(Stored items)
******************************

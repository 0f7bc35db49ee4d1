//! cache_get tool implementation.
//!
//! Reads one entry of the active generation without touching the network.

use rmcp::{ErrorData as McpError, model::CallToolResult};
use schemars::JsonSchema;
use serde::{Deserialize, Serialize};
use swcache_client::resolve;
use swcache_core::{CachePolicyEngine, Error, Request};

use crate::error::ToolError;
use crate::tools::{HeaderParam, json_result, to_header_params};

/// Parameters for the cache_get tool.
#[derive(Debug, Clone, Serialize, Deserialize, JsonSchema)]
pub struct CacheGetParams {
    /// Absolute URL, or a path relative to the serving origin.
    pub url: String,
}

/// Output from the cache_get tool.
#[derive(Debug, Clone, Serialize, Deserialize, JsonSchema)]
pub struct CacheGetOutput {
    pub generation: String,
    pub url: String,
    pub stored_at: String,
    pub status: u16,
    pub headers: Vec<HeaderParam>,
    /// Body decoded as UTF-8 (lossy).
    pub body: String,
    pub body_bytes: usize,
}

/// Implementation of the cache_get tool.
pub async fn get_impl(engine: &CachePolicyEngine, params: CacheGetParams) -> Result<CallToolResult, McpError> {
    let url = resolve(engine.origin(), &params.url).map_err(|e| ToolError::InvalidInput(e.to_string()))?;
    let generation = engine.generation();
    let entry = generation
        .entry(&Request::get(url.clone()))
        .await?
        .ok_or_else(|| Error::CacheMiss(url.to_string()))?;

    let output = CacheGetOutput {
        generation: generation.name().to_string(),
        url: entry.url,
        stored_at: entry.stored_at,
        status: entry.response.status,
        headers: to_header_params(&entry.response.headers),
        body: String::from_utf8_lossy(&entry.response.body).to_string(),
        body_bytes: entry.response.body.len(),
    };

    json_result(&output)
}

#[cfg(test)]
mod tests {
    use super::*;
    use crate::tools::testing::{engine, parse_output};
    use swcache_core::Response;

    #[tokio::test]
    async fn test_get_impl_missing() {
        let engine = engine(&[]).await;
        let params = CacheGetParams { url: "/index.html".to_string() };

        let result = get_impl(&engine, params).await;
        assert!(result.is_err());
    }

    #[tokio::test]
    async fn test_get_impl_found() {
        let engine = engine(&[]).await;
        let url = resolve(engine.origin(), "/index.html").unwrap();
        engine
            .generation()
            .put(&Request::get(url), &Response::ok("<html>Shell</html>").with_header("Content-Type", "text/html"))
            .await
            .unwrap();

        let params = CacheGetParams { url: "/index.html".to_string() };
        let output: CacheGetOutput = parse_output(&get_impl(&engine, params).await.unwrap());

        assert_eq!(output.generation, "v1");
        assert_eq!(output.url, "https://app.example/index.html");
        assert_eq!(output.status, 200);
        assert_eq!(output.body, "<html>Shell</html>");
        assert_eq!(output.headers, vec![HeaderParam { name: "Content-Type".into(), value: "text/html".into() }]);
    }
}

******************************

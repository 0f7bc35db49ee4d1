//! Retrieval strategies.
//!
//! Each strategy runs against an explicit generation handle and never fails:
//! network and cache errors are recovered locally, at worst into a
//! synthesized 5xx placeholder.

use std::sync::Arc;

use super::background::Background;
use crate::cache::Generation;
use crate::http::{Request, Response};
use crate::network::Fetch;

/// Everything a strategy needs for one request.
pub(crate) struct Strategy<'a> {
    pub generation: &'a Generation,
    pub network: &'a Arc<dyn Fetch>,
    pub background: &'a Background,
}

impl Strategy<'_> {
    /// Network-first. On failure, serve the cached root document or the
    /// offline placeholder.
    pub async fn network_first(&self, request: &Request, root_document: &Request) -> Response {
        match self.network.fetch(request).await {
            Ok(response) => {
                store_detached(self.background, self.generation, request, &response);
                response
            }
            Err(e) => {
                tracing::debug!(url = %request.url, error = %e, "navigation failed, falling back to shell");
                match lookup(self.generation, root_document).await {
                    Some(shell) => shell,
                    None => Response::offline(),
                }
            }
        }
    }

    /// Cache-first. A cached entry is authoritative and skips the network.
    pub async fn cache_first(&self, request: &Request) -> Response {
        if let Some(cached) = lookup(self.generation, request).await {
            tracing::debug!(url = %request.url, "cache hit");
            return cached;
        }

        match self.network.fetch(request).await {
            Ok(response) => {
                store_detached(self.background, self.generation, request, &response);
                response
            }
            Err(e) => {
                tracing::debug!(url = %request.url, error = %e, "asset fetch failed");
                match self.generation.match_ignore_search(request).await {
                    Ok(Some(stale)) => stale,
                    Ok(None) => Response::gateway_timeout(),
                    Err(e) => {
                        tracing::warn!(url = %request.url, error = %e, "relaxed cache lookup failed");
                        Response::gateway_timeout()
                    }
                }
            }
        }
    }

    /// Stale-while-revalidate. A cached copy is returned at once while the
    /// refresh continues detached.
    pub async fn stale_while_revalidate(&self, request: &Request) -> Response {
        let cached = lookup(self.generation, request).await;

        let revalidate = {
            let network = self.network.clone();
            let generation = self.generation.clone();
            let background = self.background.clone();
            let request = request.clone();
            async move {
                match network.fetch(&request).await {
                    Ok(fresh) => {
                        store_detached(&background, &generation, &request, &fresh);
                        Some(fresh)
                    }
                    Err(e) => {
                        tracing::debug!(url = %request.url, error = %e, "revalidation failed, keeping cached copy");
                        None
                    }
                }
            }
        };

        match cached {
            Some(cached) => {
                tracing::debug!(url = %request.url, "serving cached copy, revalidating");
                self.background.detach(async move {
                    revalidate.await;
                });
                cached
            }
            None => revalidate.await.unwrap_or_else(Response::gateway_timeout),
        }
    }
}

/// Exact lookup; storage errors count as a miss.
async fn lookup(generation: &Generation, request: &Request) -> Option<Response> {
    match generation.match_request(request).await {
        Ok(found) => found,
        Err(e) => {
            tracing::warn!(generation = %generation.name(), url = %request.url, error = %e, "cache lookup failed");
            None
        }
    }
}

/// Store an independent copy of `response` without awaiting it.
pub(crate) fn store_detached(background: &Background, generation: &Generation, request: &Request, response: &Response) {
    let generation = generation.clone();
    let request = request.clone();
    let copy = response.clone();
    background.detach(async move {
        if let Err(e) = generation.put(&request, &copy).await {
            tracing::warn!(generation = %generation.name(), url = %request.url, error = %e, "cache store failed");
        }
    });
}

******************************

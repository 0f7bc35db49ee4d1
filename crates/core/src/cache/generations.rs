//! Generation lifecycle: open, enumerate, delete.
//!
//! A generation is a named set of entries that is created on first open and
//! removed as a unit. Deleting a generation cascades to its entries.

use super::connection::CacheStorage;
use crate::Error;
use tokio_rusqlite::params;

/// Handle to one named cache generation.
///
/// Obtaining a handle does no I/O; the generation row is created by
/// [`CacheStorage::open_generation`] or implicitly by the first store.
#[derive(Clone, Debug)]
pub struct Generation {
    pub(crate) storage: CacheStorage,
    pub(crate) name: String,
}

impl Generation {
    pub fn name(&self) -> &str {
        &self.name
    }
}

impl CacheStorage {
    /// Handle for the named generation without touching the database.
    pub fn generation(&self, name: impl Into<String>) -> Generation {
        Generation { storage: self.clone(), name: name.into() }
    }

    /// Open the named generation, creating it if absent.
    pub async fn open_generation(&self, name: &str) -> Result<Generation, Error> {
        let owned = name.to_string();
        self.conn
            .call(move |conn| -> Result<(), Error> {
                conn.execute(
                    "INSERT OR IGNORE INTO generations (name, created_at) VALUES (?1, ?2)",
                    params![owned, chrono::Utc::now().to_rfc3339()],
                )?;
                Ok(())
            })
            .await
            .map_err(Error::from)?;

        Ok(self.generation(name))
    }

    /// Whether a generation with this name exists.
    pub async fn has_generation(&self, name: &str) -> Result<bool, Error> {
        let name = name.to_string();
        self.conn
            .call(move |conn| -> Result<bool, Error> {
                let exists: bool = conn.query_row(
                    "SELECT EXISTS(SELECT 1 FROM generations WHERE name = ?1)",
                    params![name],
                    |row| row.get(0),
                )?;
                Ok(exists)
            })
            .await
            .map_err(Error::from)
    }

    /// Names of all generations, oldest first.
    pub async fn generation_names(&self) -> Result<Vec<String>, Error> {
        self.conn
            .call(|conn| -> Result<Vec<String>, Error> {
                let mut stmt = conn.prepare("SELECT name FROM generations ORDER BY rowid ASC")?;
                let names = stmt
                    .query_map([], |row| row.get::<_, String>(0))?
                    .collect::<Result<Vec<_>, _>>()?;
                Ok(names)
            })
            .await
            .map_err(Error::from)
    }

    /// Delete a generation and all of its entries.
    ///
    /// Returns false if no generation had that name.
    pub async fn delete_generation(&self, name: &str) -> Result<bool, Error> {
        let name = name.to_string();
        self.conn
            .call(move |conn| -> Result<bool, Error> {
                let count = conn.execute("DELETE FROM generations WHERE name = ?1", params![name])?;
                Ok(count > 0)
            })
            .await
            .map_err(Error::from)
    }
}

******************************

All that belongs in the answer is the run of lines above from the line containing "let exists: bool" through the line containing "pub async fn delete_generation(&self, name: &str)", exactly as written.

- [Answer to this task]:
                let exists: bool = conn.query_row(
                    "SELECT EXISTS(SELECT 1 FROM generations WHERE name = ?1)",
                    params![name],
                    |row| row.get(0),
                )?;
                Ok(exists)
            })
            .await
            .map_err(Error::from)
    }

    /// Names of all generations, oldest first.
    pub async fn generation_names(&self) -> Result<Vec<String>, Error> {
        self.conn
            .call(|conn| -> Result<Vec<String>, Error> {
                let mut stmt = conn.prepare("SELECT name FROM generations ORDER BY rowid ASC")?;
                let names = stmt
                    .query_map([], |row| row.get::<_, String>(0))?
                    .collect::<Result<Vec<_>, _>>()?;
                Ok(names)
            })
            .await
            .map_err(Error::from)
    }

    /// Delete a generation and all of its entries.
    ///
    /// Returns false if no generation had that name.
    pub async fn delete_generation(&self, name: &str) -> Result<bool, Error> {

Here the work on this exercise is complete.